Martin Buckley (argued), of Buckley & Buckley LLC, of St. Louis, Missouri, for appellants.
Aaron E. Bellm (argued), of Kasten, Ruyle, Sims & Bellm, P.C., of Carlinville, for appellee.
JUSTICE STEIGMANN delivered the judgment of the court, with opinion. Justices Knecht and Holder White concurred in the judgment and opinion.
[¶1] In May 2012, plaintiff, Randy W. Bentley, filed a three-count complaint against defendants, Charles and Marion Hefti, seeking money damages for allegedly uncompensated construction services plaintiff performed for defendants in 2010. On August 28, 2013, plaintiff filed a " Motion for Leave to Add Count[s] IV and V." Attached to that motion was a document entitled " Supplement to the Complaint to Add Count[s] IV and V," in which plaintiff alleged that almost a year earlier, on August 29, 2012, defendant Marion Hefti published defamatory statements against plaintiff. The trial court set the motion for a September 26, 2013, hearing, at which the court granted plaintiff leave to file the purported supplemental complaint instanter. Thereafter, in October 2013, Marion filed a motion to dismiss the purported supplemental complaint, arguing that it was time barred by the one-year statute of limitations for defamation, which had expired on August 29, 2013. See 735 ILCS 5/13-201 (West 2012). The court denied Marion's motion to dismiss.

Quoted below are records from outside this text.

#[cfg(test)]
mod tests {
    use super::*;
    use crate::domain::value_object::ConnectionIdFactory;

    fn identity(user: &str, room: &str) -> ConnectionIdentity {
        ConnectionIdentity::new(
            ConnectionIdFactory::generate(),
            UserId::new(user.to_string()).unwrap(),
            Username::new(format!("{}-name", user)).unwrap(),
            RoomId::new(room.to_string()).unwrap(),
        )
    }

    fn room(id: &str) -> RoomId {
        RoomId::new(id.to_string()).unwrap()
    }

    fn user(id: &str) -> UserId {
        UserId::new(id.to_string()).unwrap()
    }

    #[test]
    fn test_attach_first_connection_announces_join() {
        // テスト項目: ユーザーの最初の接続は join として扱われる
        // given (前提条件):
        let mut membership = RoomMembership::new();

        // when (操作):
        let outcome = membership.attach(identity("alice", "r1"), ());

        // then (期待する結果):
        assert!(outcome.first_connection);
        assert!(outcome.announces_join());
        assert_eq!(membership.connection_count(&room("r1")), 1);
    }

    #[test]
    fn test_attach_second_tab_is_not_first_connection() {
        // テスト項目: 同じユーザーの2つ目の接続（別タブ）は join にならない
        // given (前提条件):
        let mut membership = RoomMembership::new();
        membership.attach(identity("alice", "r1"), ());

        // when (操作):
        let outcome = membership.attach(identity("alice", "r1"), ());

        // then (期待する結果):
        assert!(!outcome.first_connection);
        assert!(!outcome.announces_join());
        assert_eq!(membership.connection_count(&room("r1")), 2);
        assert_eq!(membership.user_list(&room("r1")).len(), 1);
    }

    #[test]
    fn test_same_user_in_other_room_is_first_connection() {
        // テスト項目: 別の Room への接続はその Room での最初の接続になる
        // given (前提条件):
        let mut membership = RoomMembership::new();
        membership.attach(identity("alice", "r1"), ());

        // when (操作):
        let outcome = membership.attach(identity("alice", "r2"), ());

        // then (期待する結果):
        assert!(outcome.announces_join());
        assert_eq!(membership.room_count(), 2);
    }

    #[test]
    fn test_detach_last_connection_records_pending_leave_and_removes_room() {
        // テスト項目: 最後の接続を外すと pending leave が作られ、空の Room は削除される
        // given (前提条件):
        let mut membership = RoomMembership::new();
        let alice = identity("alice", "r1");
        membership.attach(alice.clone(), ());

        // when (操作):
        let (member, departure) = membership
            .detach(&alice.room_id, &alice.connection_id)
            .unwrap();

        // then (期待する結果):
        assert_eq!(member.identity, alice);
        let key = PresenceKey::of(&alice);
        assert!(matches!(departure, Departure::Pending { key: ref k, .. } if *k == key));
        assert!(membership.is_leave_pending(&key));
        assert_eq!(membership.room_count(), 0);
        assert!(membership.presence(&room("r1")).is_none());
    }

    #[test]
    fn test_detach_with_remaining_tab_keeps_user_present() {
        // テスト項目: 他の接続が残っている場合、ユーザーは在室のまま
        // given (前提条件):
        let mut membership = RoomMembership::new();
        let tab1 = identity("alice", "r1");
        let tab2 = identity("alice", "r1");
        membership.attach(tab1.clone(), ());
        membership.attach(tab2.clone(), ());

        // when (操作):
        let (_, departure) = membership
            .detach(&tab1.room_id, &tab1.connection_id)
            .unwrap();

        // then (期待する結果):
        assert_eq!(departure, Departure::StillPresent);
        assert!(!membership.is_leave_pending(&PresenceKey::of(&tab1)));
        assert!(membership.contains(&tab2.room_id, &tab2.connection_id));
        assert_eq!(membership.user_list(&room("r1")).len(), 1);
    }

    #[test]
    fn test_detach_unknown_connection_is_noop() {
        // テスト項目: 存在しない接続の detach は None を返す（冪等性）
        // given (前提条件):
        let mut membership: RoomMembership<()> = RoomMembership::new();
        let alice = identity("alice", "r1");

        // when (操作):
        let result = membership.detach(&alice.room_id, &alice.connection_id);

        // then (期待する結果):
        assert!(result.is_none());
        assert!(!membership.is_leave_pending(&PresenceKey::of(&alice)));
    }

    #[test]
    fn test_reconnect_within_grace_cancels_pending_leave() {
        // テスト項目: pending leave 中の再接続は leave をキャンセルし join も発生しない
        // given (前提条件):
        let mut membership = RoomMembership::new();
        let first = identity("alice", "r1");
        membership.attach(first.clone(), ());
        membership.detach(&first.room_id, &first.connection_id);

        // when (操作):
        let outcome = membership.attach(identity("alice", "r1"), ());

        // then (期待する結果):
        assert!(outcome.first_connection);
        assert!(outcome.cancelled_leave.is_some());
        assert!(!outcome.announces_join());
        assert!(!membership.is_leave_pending(&PresenceKey::of(&first)));
    }

    #[test]
    fn test_finalize_leave_rejects_stale_generation() {
        // テスト項目: 古い generation の leave は確定されない（二重発火しない）
        // given (前提条件):
        let mut membership = RoomMembership::new();
        let first = identity("alice", "r1");
        membership.attach(first.clone(), ());
        let (_, departure) = membership
            .detach(&first.room_id, &first.connection_id)
            .unwrap();
        let Departure::Pending { key, pending: stale } = departure else {
            panic!("expected pending leave");
        };

        // 再接続してすぐ切断 → 新しい pending leave
        let second = identity("alice", "r1");
        membership.attach(second.clone(), ());
        let (_, departure) = membership
            .detach(&second.room_id, &second.connection_id)
            .unwrap();
        let Departure::Pending { pending: current, .. } = departure else {
            panic!("expected pending leave");
        };

        // when (操作):
        let stale_result = membership.finalize_leave(&key, stale.generation);
        let current_result = membership.finalize_leave(&key, current.generation);

        // then (期待する結果):
        assert!(stale_result.is_none());
        assert_eq!(current_result, Some(current));
        assert!(!membership.is_leave_pending(&key));
    }

    #[test]
    fn test_recipients_excludes_all_connections_of_user() {
        // テスト項目: 除外ユーザーの全接続が配信対象から外れる
        // given (前提条件):
        let mut membership = RoomMembership::new();
        membership.attach(identity("alice", "r1"), ());
        membership.attach(identity("alice", "r1"), ());
        membership.attach(identity("bob", "r1"), ());
        membership.attach(identity("charlie", "r2"), ());

        // when (操作):
        let targets = membership.recipients(&room("r1"), Some(&user("alice")));
        let everyone = membership.recipients(&room("r1"), None);

        // then (期待する結果):
        assert_eq!(targets.len(), 1);
        assert_eq!(targets[0].identity.user_id, user("bob"));
        assert_eq!(everyone.len(), 3);
    }

    #[test]
    fn test_recipients_of_unknown_room_is_empty() {
        // テスト項目: 存在しない Room の配信対象は空
        // given (前提条件):
        let membership: RoomMembership<()> = RoomMembership::new();

        // when (操作):
        let targets = membership.recipients(&room("nowhere"), None);

        // then (期待する結果):
        assert!(targets.is_empty());
    }

    #[test]
    fn test_user_list_lists_each_user_once_sorted() {
        // テスト項目: user_list はユーザーごとに1件、user_id 順で返される
        // given (前提条件):
        let mut membership = RoomMembership::new();
        membership.attach(identity("charlie", "r1"), ());
        membership.attach(identity("alice", "r1"), ());
        membership.attach(identity("alice", "r1"), ());
        membership.attach(identity("bob", "r1"), ());

        // when (操作):
        let users = membership.user_list(&room("r1"));

        // then (期待する結果):
        let ids: Vec<&str> = users.iter().map(|u| u.user_id.as_str()).collect();
        assert_eq!(ids, vec!["alice", "bob", "charlie"]);
        assert_eq!(users[0].username.as_str(), "alice-name");
    }

    #[test]
    fn test_membership_tracks_register_minus_unregister() {
        // テスト項目: メンバー集合は常に「登録 − 登録解除」と一致する
        // given (前提条件):
        let mut membership = RoomMembership::new();
        let connections: Vec<ConnectionIdentity> =
            ["alice", "bob", "alice", "charlie", "bob"]
                .iter()
                .map(|u| identity(u, "r1"))
                .collect();

        // when (操作):
        for connection in &connections {
            membership.attach(connection.clone(), ());
        }
        membership.detach(&connections[1].room_id, &connections[1].connection_id);
        membership.detach(&connections[2].room_id, &connections[2].connection_id);

        // then (期待する結果):
        assert_eq!(membership.connection_count(&room("r1")), 3);
        for (index, connection) in connections.iter().enumerate() {
            let expected = index != 1 && index != 2;
            assert_eq!(
                membership.contains(&connection.room_id, &connection.connection_id),
                expected
            );
        }
        let ids: Vec<String> = membership
            .user_list(&room("r1"))
            .into_iter()
            .map(|u| u.user_id.into_string())
            .collect();
        assert_eq!(ids, vec!["alice", "bob", "charlie"]);
    }

    #[test]
    fn test_all_presence_sorted_by_room_id() {
        // テスト項目: 全 Room の在室状況が room_id 順で返される
        // given (前提条件):
        let mut membership = RoomMembership::new();
        membership.attach(identity("alice", "zeta"), ());
        membership.attach(identity("bob", "alpha"), ());
        membership.attach(identity("bob", "alpha"), ());

        // when (操作):
        let rooms = membership.all_presence();

        // then (期待する結果):
        assert_eq!(rooms.len(), 2);
        assert_eq!(rooms[0].room_id.as_str(), "alpha");
        assert_eq!(rooms[0].connection_count, 2);
        assert_eq!(rooms[0].users.len(), 1);
        assert_eq!(rooms[1].room_id.as_str(), "zeta");
    }

    #[test]
    fn test_drain_clears_everything() {
        // テスト項目: drain で全メンバーと pending leave が取り除かれる
        // given (前提条件):
        let mut membership = RoomMembership::new();
        let alice = identity("alice", "r1");
        membership.attach(alice.clone(), ());
        membership.attach(identity("bob", "r2"), ());
        let gone = identity("charlie", "r1");
        membership.attach(gone.clone(), ());
        membership.detach(&gone.room_id, &gone.connection_id);

        // when (操作):
        let drained = membership.drain();

        // then (期待する結果):
        assert_eq!(drained.len(), 2);
        assert_eq!(membership.room_count(), 0);
        assert!(!membership.is_leave_pending(&PresenceKey::of(&gone)));
    }
}
//! Error types for the Tandem client.

use thiserror::Error;

/// Client-specific errors
#[derive(Debug, Error)]
pub enum ClientError {
    /// The server refused the room or user parameters
    #[error("Server rejected the connection parameters: {0}")]
    InvalidIdentity(String),

    /// Connection error
    #[error("Connection error: {0}")]
    ConnectionError(String),
}

/// A stdin line that could not be turned into a message
#[derive(Debug, Clone, PartialEq, Eq, Error)]
pub enum InputError {
    #[error("nothing to send")]
    Empty,

    #[error("usage: {0}")]
    Usage(&'static str),
}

[¶2] In December 2013, Marion filed this interlocutory appeal pursuant to Illinois Supreme Court Rule 308 (eff. Feb. 26, 2010), which calls upon us to answer the following certified question:
" If a motion for leave to file a supplemental complaint pursuant to [section 2-609 of the Code of Civil Procedure (735 ILCS 5/2-609 (West 2012))] is filed with the proposed supplemental complaint attached before the expiration of the statute of limitations, but leave of court is not obtained to file such supplemental complaint until after the statute of limitations has expired, is the new cause of action stated in the supplemental complaint time barred?"
For the reasons that follow, we answer the certified question in the affirmative and remand for further proceedings.
[¶3] I. BACKGROUND
[¶4] The following pertinent facts, which we have gleaned from the parties' pleadings
and supporting exhibits, are fairly straightforward.
[¶5] In his initial May 2012 complaint against defendants, plaintiff sought to recover approximately $13,250 from defendants under alternative theories of (1) breach of contract, (2) account stated, and (3) unjust enrichment. The dispute concerned defendants' alleged failure to pay for construction services plaintiff's company performed on defendant's roof and deck in the summer of 2010.
[¶6] On August 29, 2012, Marion sent identical letters to two law offices in Carlin-ville, Illinois, describing the two-year " nightmare" she and Charles experienced since doing business with plaintiff's construction company. According to her letter, Marion found plaintiff's operation so crooked and inept that she reported him to the Illinois Department of Financial and Professional Regulation, contacted the Illinois Attorney General, requested the Macoupin County State's Attorney to press criminal charges, and even wrote her Congressman. After describing the actions she took against plaintiff, Marion urged the law offices to help end corruption in state agencies and courts, which Marion viewed as unwilling to bring plaintiff to justice.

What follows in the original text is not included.